▶ WHAT THE EXERCISE ASKS
Copy every line of the data that contains the string "ProblemKind".

▶ ENTRIES PROVIDED
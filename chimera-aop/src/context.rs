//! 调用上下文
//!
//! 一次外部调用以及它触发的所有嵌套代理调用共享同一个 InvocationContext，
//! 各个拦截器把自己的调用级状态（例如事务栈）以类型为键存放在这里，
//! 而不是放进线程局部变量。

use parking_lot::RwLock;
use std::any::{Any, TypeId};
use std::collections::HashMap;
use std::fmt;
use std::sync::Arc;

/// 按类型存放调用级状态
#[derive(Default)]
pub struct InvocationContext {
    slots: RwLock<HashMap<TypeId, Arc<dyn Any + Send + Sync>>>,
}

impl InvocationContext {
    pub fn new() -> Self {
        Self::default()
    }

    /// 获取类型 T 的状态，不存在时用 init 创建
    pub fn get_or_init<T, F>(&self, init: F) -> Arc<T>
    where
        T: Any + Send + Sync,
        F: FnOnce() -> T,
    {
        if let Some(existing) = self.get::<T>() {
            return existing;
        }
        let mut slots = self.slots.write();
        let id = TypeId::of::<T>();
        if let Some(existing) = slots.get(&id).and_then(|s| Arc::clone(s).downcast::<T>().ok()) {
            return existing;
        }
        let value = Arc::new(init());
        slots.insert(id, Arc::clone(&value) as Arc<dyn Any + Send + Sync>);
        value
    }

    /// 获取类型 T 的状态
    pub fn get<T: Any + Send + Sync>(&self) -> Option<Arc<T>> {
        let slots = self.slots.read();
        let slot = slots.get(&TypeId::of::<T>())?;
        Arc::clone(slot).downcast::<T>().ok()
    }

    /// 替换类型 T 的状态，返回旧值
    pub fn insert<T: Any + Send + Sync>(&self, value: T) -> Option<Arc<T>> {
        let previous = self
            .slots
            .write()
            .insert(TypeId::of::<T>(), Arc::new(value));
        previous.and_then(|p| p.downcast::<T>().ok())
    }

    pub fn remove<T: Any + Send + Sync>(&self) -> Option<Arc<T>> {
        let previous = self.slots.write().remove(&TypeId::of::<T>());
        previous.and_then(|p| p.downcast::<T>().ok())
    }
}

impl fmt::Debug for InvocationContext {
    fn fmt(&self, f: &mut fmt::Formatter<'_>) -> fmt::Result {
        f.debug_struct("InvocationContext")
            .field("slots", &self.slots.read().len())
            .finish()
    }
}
---
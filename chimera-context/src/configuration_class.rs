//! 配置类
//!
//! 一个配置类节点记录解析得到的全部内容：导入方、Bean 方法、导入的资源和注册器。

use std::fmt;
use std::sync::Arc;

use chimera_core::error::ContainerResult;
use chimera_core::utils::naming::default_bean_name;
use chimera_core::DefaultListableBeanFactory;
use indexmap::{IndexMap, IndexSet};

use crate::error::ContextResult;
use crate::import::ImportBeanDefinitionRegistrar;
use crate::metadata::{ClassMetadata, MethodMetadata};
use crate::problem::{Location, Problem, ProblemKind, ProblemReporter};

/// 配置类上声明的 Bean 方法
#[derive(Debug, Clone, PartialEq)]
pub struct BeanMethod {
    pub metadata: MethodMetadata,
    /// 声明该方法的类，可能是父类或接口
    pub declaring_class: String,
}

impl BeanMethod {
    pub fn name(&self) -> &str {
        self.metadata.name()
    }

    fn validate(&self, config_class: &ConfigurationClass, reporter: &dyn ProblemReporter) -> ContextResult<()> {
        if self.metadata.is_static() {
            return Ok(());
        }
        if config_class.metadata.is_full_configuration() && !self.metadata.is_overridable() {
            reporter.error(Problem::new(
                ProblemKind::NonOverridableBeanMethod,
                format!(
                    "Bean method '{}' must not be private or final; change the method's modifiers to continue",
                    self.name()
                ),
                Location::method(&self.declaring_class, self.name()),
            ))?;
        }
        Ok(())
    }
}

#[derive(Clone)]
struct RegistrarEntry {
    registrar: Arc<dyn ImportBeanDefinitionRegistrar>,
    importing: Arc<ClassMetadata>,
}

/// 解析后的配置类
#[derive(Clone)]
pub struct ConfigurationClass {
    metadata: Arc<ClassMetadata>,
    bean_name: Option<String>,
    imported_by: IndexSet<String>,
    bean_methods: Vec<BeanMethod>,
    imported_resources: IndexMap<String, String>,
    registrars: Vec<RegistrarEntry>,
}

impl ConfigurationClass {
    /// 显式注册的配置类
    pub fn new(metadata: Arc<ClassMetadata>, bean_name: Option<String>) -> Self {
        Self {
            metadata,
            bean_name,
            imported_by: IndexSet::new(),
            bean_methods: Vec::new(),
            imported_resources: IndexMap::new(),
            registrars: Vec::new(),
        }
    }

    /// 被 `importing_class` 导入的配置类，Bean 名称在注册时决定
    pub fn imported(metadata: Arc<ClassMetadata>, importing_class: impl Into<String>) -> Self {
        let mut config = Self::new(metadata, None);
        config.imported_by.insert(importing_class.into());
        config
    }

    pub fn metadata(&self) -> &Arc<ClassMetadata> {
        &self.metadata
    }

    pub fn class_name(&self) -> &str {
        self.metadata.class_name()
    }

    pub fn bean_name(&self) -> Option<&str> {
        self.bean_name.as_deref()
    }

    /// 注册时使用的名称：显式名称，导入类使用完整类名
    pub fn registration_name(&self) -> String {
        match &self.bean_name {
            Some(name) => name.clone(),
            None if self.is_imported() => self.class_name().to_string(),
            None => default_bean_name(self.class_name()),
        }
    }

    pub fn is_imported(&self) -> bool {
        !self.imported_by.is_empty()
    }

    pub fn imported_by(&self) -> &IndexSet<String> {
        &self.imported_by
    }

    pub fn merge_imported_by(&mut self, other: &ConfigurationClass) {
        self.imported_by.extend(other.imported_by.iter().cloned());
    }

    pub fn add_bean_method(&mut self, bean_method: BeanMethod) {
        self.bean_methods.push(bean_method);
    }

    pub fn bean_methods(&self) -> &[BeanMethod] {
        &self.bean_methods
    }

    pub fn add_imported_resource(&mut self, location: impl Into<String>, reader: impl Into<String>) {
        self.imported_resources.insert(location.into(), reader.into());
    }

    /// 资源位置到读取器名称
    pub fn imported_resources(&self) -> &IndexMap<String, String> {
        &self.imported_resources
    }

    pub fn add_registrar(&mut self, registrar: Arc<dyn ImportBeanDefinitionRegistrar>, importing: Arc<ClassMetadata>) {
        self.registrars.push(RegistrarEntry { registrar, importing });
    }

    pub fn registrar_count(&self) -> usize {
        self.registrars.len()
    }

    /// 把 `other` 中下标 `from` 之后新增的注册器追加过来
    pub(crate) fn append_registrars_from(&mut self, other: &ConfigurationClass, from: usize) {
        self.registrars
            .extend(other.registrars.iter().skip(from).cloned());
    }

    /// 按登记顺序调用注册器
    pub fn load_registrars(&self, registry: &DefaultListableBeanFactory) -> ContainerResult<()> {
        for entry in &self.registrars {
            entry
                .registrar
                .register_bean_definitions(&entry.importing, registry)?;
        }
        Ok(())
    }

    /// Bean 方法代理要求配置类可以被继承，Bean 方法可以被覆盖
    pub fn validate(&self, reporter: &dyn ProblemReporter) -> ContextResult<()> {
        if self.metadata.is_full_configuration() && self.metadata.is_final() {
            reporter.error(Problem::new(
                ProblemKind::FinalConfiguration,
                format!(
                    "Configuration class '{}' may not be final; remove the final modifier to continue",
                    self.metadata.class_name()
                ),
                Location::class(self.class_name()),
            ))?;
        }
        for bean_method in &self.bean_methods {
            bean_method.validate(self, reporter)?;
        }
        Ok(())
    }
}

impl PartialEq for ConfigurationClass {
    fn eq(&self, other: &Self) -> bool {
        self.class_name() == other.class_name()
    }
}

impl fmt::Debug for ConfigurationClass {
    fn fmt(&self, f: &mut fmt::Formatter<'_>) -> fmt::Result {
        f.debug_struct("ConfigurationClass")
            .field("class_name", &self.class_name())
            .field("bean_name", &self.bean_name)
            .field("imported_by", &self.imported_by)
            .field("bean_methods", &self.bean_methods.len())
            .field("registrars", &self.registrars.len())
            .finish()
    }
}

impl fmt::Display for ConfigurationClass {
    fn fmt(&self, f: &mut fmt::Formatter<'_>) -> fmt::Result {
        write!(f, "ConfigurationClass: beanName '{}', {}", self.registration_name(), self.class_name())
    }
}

▶ EXERCISE RESULT
use crate::problem::{Location, Problem, ProblemKind, ProblemReporter};
                ProblemKind::NonOverridableBeanMethod,
                ProblemKind::FinalConfiguration,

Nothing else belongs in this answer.